What happens when one of the East’s and one of the West’s most famous heroines are given a second chance at life, by each other’s sides, in the same world?
Vermilion Theater’s production of “Juliet and Jul-Yingtai,” which played at the Strand Theatre in Dorchester Jan. 15-17, brings together Shakespeare’s classic “Romeo and Juliet” and the classic Chinese folktale “Butterfly Lovers.” The play premiered at the Yale Crescent Underground Theater in Connecticut last April with a sold out show.
Performed in both English and Mandarin with English subtitles on a screen above the stage, the show follows two heroines — Juliet (Wisteria Deng) from Shakespeare’s play, and Jul-Yingtai, (Aiwen Chen), a woman who disguises herself as a man to attend classes and falls in love with a fellow classmate, from “Butterfly Lovers.” The setting begins in purgatory, where the characters decide if they want to live another life or move on to the afterlife. In the reincarnated lives that they end up choosing, the two women grapple with the idea of letting go of their past memories in order to try again.
“It’s about two women pushing against the fate that was assigned to them by the playwright — the storyteller — and taking over the mic to write their own story,” said co-director, artistic director, and Juliet actress Wisteria Deng in an interview with The Beacon.
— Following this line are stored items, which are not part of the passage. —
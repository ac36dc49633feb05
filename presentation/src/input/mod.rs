//! Human input adapters.

mod stdin;

pub use stdin::StdinHumanInput;
//! Prompt domain
//!
//! Templates for the coordinator's ledger/final-answer calls and for the
//! roles of LLM-backed agents.

pub mod agent;
pub mod orchestrator;

pub use agent::AgentPromptTemplate;
pub use orchestrator::OrchestratorPromptTemplate;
While both “Romeo and Juliet” and “Butterfly Lovers” center on romantic love, the relationship between the two women in Juliet and Jul-Yingtai is intentionally left up to audience interpretation.
“Love [in this story] is broadly defined,” Deng said. “I think the audience members will walk away each having their own answer, whether or not it’s romantic love, whether or not it’s sisterhood, or a protective kind of love.”
The all-female creative team and cast focused on womanhood, the question of who defines what it means to be a woman, and what a woman’s fate becomes in the world’s most popular stories.
“There is so much that is universal regardless of the culture,” Deng said. “We see that in the Western archetypes and stereotypes, and we see that in Chinese culture and Chinese mythologies.”
The purgatory-like setting that the characters return to each time they die allows for a deeper exploration of these themes, particularly through the presence of one of the few goddesses in Chinese mythology — Meng-po, played by Zhimeng Li — who rules over the realm. The show examines death through a non-Western lens, challenging dominant cultural narratives regarding the idea of life after death.
“For me, a lot of the conception around death is totally Western,” said Xinran Li, videographer and Vermilion community resident artist. “I almost lost most knowledge about that. To think about reincarnation, or even the idea of temporality, is Western for me.”
The play does not pose an argument between the two cultures’ views of death, but a conversation which allows the audience to examine it through a cross-cultural lens. This kind of cultural exchange and intersectionality is woven throughout the production, demonstrating that, no matter where they originate, stories can share universal themes and resonate across cultures.
“But in this play we talk about the feelings we carry all the time, and the memories, and it’s very different from the Western idea of death,” said Li.
Inspiration for the play struck when the team noticed the parallels between the story of Juliet and Jul-Yingtai; the two characters both chase a forbidden romance and choose to take their lives over love. But the writers did not want this ending for the two women. Instead, they allowed them to break out of their gender roles and seek autonomy instead of dying for the sake of a man. This version of their story gives them the power to choose their own fate.
The team’s motivation for blending cultures and narratives from different belief systems is to create a cross-cultural understanding. The production is meant to bridge perceived differences and highlight the common ground of emotion and experience between two cultures.
“I think cross-culture exposure is something that gives you the motivation to feel what other people are feeling, and to realize that ‘they are not that different from me,’” said Li. “Once you have that willingness [to learn about other cultures], you will learn that a lot of things are, deep down, shared.”